§ **Required work**:
Return, exactly and in full, the lines of the records below starting at the one with "pub struct OfferDetails" and ending at the one with "let path = req.uri().path();", and no other lines.

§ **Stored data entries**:
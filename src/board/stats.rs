use crate::board::format::parse_timestamp;
use crate::provider::Offer;
use chrono::{DateTime, Utc};
use std::collections::HashSet;

/// Summary line figures, recomputed on every render. Never cached.
#[derive(Debug, Clone, PartialEq)]
pub struct RunStats {
    pub total_offers: usize,
    pub distinct_lenders: usize,
    pub last_run_at: Option<DateTime<Utc>>,
    pub is_fallback: bool,
}

/// Summarize an offer batch. Lender names compare exact and case-sensitive.
///
/// `last_run_at` compares parsed instants, not raw `updated_at` strings,
/// so mixed offset notations still order correctly. Rows whose timestamp
/// fails to parse are skipped. Empty batch → `None`.
pub fn compute_stats(offers: &[Offer]) -> RunStats {
    let lenders: HashSet<&str> = offers.iter().map(|o| o.lender_name.as_str()).collect();

    let last_run_at = offers
        .iter()
        .filter_map(|o| parse_timestamp(&o.updated_at))
        .max();

    RunStats {
        total_offers: offers.len(),
        distinct_lenders: lenders.len(),
        last_run_at,
        is_fallback: offers.iter().any(|o| o.is_fallback),
    }
}
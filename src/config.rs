use std::env;

/// Runtime configuration, read once at startup.
///
/// `SUPABASE_URL` and `SUPABASE_SERVICE_ROLE_KEY` are required; the rest
/// have sensible defaults for local runs.
#[derive(Debug, Clone)]
pub struct AppConfig {
    pub supabase_url: String,
    pub supabase_key: String,
    pub bind_addr: String,
    pub include_sample: bool,
}

impl AppConfig {
    pub fn from_env() -> Result<Self, String> {
        let supabase_url = env::var("SUPABASE_URL")
            .map_err(|_| "SUPABASE_URL environment variable not set".to_string())?;
        let supabase_key = env::var("SUPABASE_SERVICE_ROLE_KEY")
            .map_err(|_| "SUPABASE_SERVICE_ROLE_KEY environment variable not set".to_string())?;

        let bind_addr = env::var("BIND_ADDR").unwrap_or_else(|_| "127.0.0.1:3000".to_string());

        // Whether the RPC substitutes placeholder rows when no live data
        // exists. Defaults on, so a fresh deploy still renders a page.
        let include_sample = env::var("INCLUDE_SAMPLE")
            .map(|v| v != "0" && !v.eq_ignore_ascii_case("false"))
            .unwrap_or(true);

        Ok(Self {
            supabase_url,
            supabase_key,
            bind_addr,
            include_sample,
        })
    }
}
pub mod page;

pub use page::page_layout;
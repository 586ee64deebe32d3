use serde::Deserialize;

// offer
//  ├── lender_name / category          (who and what bucket)
//  ├── rate / apr / points / fees      (the quote, any of which may be null)
//  ├── state / loan_amount / ltv
//  │   fico / lock_days                (quote assumptions)
//  ├── updated_at                      (always present, ISO-ish string)
//  ├── source_id / source_name
//  ├── is_fallback                     (placeholder row substituted for live data)
//  └── details.source_label            (optional structured blob)

/// One row from the `get_latest_rates_with_fallback` RPC.
///
/// Every numeric field may be null on the wire; formatting must degrade to a
/// placeholder glyph rather than fail.
#[derive(Debug, Clone, Default, PartialEq, Deserialize)]
pub struct Offer {
    pub lender_name: String,
    pub category: String,

    pub rate: Option<f64>,
    pub apr: Option<f64>,
    pub points: Option<f64>,
    pub lender_fees: Option<f64>,

    pub state: Option<String>,
    pub loan_amount: Option<f64>,
    pub ltv: Option<f64>,
    pub fico: Option<i64>,
    pub lock_days: Option<i64>,

    pub updated_at: String,

    pub source_id: Option<i64>,
    pub source_name: Option<String>,

    #[serde(default)]
    pub is_fallback: bool,

    #[serde(default)]
    pub details: Option<OfferDetails>,
}

#[derive(Debug, Clone, Default, PartialEq, Deserialize)]
pub struct OfferDetails {
    pub source_label: Option<String>,
}
use crate::config::AppConfig;
use crate::provider::Offer;
use astra::{Body, Request, Response};
use http::Method;
use std::io::Read;

/// Build a plain GET request for router tests.
pub fn get(path: &str) -> Request {
    let mut req = Request::new(Body::empty());
    *req.method_mut() = Method::GET;
    *req.uri_mut() = path.parse().unwrap();
    req
}

/// Read a response body out as UTF-8.
pub fn body_string(mut resp: Response) -> String {
    let mut bytes = Vec::new();
    resp.body_mut()
        .reader()
        .read_to_end(&mut bytes)
        .expect("body read failed");
    String::from_utf8(bytes).expect("body was not UTF-8")
}

/// Config pointing at an unreachable provider; router tests exercise the
/// error-absorption path, not the network.
pub fn test_config() -> AppConfig {
    AppConfig {
        supabase_url: "http://127.0.0.1:9".to_string(),
        supabase_key: "test-key".to_string(),
        bind_addr: "127.0.0.1:0".to_string(),
        include_sample: true,
    }
}

/// A fully-populated live offer for page tests.
pub fn live_offer(lender: &str, category: &str, rate: f64, apr: f64) -> Offer {
    Offer {
        lender_name: lender.to_string(),
        category: category.to_string(),
        rate: Some(rate),
        apr: Some(apr),
        points: Some(0.5),
        lender_fees: Some(1500.0),
        state: Some("MA".to_string()),
        loan_amount: Some(600000.0),
        ltv: Some(80.0),
        fico: Some(760),
        lock_days: Some(30),
        updated_at: "2024-06-01T15:30:00+00:00".to_string(),
        source_id: Some(1),
        source_name: Some("Direct scrape".to_string()),
        is_fallback: false,
        details: None,
    }
}
use crate::board;
use crate::config::AppConfig;
use crate::errors::ServerError;
use crate::provider::RateProvider;
use crate::responses::{html_response, ResultResp};
use crate::templates;
use astra::Request;

pub fn handle(req: Request, provider: &RateProvider, config: &AppConfig) -> ResultResp {
    let method = req.method().as_str();
    let path = req.uri().path();

    match (method, path) {
        ("GET", "/") | ("GET", "/rates") => {
            // Provider failures and empty results render the same way: an
            // empty board with a No Data badge. Nothing here is fatal.
            let offers = match provider.fetch_latest(config.include_sample) {
                Ok(offers) => offers,
                Err(e) => {
                    eprintln!("⚠️ Rate provider error: {e}");
                    Vec::new()
                }
            };

            let rate_board = board::build(offers);
            html_response(templates::pages::rates_page(&rate_board))
        }
        _ => Err(ServerError::NotFound),
    }
}
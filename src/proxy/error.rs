//! Error taxonomy for the forwarder.
//!
//! Every variant is converted to a CORS-bearing [`ProxyResponse`] at the
//! boundary of [`Forwarder::handle`](crate::proxy::Forwarder::handle); none
//! propagate further and none are retried.

use crate::http::{ProxyResponse, StatusCode};
use thiserror::Error;

/// Result type alias for forwarder operations.
pub type Result<T> = std::result::Result<T, ProxyError>;

/// Errors that can occur while forwarding a request.
#[derive(Debug, Clone, Error, PartialEq, Eq)]
pub enum ProxyError {
    /// A required query parameter is missing or the body is malformed.
    #[error("{0}")]
    Validation(String),

    /// The target URL is unparseable or its host is not allow-listed.
    #[error("{0}")]
    InvalidTarget(String),

    /// The inbound method is neither GET, POST nor OPTIONS.
    #[error("Method Not Allowed")]
    MethodNotAllowed,

    /// The upstream could not be reached or its body could not be read.
    #[error("Upstream request failed: {0}")]
    Transport(String),
}

impl ProxyError {
    /// Create a transport error from any displayable failure.
    pub fn transport(err: impl std::fmt::Display) -> Self {
        ProxyError::Transport(err.to_string())
    }

    /// HTTP status this error is reported with.
    pub fn status(&self) -> StatusCode {
        match self {
            ProxyError::Validation(_) | ProxyError::InvalidTarget(_) => StatusCode::BAD_REQUEST,
            ProxyError::MethodNotAllowed => StatusCode::METHOD_NOT_ALLOWED,
            ProxyError::Transport(_) => StatusCode::BAD_GATEWAY,
        }
    }

    /// Render the error as a plain-text proxy response.
    pub fn into_response(self) -> ProxyResponse {
        ProxyResponse::plain(self.status(), self.to_string())
    }
}

impl From<ProxyError> for ProxyResponse {
    fn from(err: ProxyError) -> Self {
        err.into_response()
    }
}

#[cfg(test)]
mod tests {
    use super::*;

    #[test]
    fn test_status_mapping() {
        assert_eq!(
            ProxyError::Validation("x".into()).status(),
            StatusCode::BAD_REQUEST
        );
        assert_eq!(
            ProxyError::InvalidTarget("x".into()).status(),
            StatusCode::BAD_REQUEST
        );
        assert_eq!(
            ProxyError::MethodNotAllowed.status(),
            StatusCode::METHOD_NOT_ALLOWED
        );
        assert_eq!(
            ProxyError::transport("refused").status(),
            StatusCode::BAD_GATEWAY
        );
    }

    #[test]
    fn test_transport_message() {
        let response: ProxyResponse = ProxyError::transport("connection refused").into();
        assert_eq!(response.status, StatusCode::BAD_GATEWAY);
        assert_eq!(
            response.text_body(),
            Some("Upstream request failed: connection refused".to_string())
        );
        assert_eq!(response.get_header("Access-Control-Allow-Origin"), Some("*"));
    }

    #[test]
    fn test_method_not_allowed_body() {
        let response = ProxyError::MethodNotAllowed.into_response();
        assert_eq!(response.text_body(), Some("Method Not Allowed".to_string()));
    }
}
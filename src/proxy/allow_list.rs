//! Hostnames the forwarder is permitted to reach.

/// Hosts serving the spreadsheet script backend.
pub const SHEETS_HOSTS: [&str; 2] = ["script.google.com", "script.googleusercontent.com"];

/// Immutable set of permitted target hostnames.
///
/// This is the forwarder's only access control: any target whose host is
/// not listed is rejected before an outbound request is built.
#[derive(Debug, Clone, PartialEq, Eq)]
pub struct AllowList {
    hosts: Vec<String>,
}

impl AllowList {
    /// Create an allow-list from arbitrary hostnames.
    pub fn new<I, S>(hosts: I) -> Self
    where
        I: IntoIterator<Item = S>,
        S: Into<String>,
    {
        Self {
            hosts: hosts
                .into_iter()
                .map(|host| host.into().to_ascii_lowercase())
                .collect(),
        }
    }

    /// The compiled-in spreadsheet backend hosts.
    pub fn sheets() -> Self {
        Self::new(SHEETS_HOSTS)
    }

    /// Check whether a hostname is permitted.
    pub fn contains(&self, host: &str) -> bool {
        self.hosts
            .iter()
            .any(|allowed| allowed.eq_ignore_ascii_case(host))
    }

    /// The permitted hostnames.
    pub fn hosts(&self) -> &[String] {
        &self.hosts
    }
}

impl Default for AllowList {
    fn default() -> Self {
        Self::sheets()
    }
}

§ **Finished exercise**:
pub struct OfferDetails {
    pub source_label: Option<String>,
}
use crate::config::AppConfig;
use crate::provider::Offer;
use astra::{Body, Request, Response};
use http::Method;
use std::io::Read;

/// Build a plain GET request for router tests.
pub fn get(path: &str) -> Request {
    let mut req = Request::new(Body::empty());
    *req.method_mut() = Method::GET;
    *req.uri_mut() = path.parse().unwrap();
    req
}

/// Read a response body out as UTF-8.
pub fn body_string(mut resp: Response) -> String {
    let mut bytes = Vec::new();
    resp.body_mut()
        .reader()
        .read_to_end(&mut bytes)
        .expect("body read failed");
    String::from_utf8(bytes).expect("body was not UTF-8")
}

/// Config pointing at an unreachable provider; router tests exercise the
/// error-absorption path, not the network.
pub fn test_config() -> AppConfig {
    AppConfig {
        supabase_url: "http://127.0.0.1:9".to_string(),
        supabase_key: "test-key".to_string(),
        bind_addr: "127.0.0.1:0".to_string(),
        include_sample: true,
    }
}

/// A fully-populated live offer for page tests.
pub fn live_offer(lender: &str, category: &str, rate: f64, apr: f64) -> Offer {
    Offer {
        lender_name: lender.to_string(),
        category: category.to_string(),
        rate: Some(rate),
        apr: Some(apr),
        points: Some(0.5),
        lender_fees: Some(1500.0),
        state: Some("MA".to_string()),
        loan_amount: Some(600000.0),
        ltv: Some(80.0),
        fico: Some(760),
        lock_days: Some(30),
        updated_at: "2024-06-01T15:30:00+00:00".to_string(),
        source_id: Some(1),
        source_name: Some("Direct scrape".to_string()),
        is_fallback: false,
        details: None,
    }
}
use crate::board;
use crate::config::AppConfig;
use crate::errors::ServerError;
use crate::provider::RateProvider;
use crate::responses::{html_response, ResultResp};
use crate::templates;
use astra::Request;

pub fn handle(req: Request, provider: &RateProvider, config: &AppConfig) -> ResultResp {
    let method = req.method().as_str();
    let path = req.uri().path();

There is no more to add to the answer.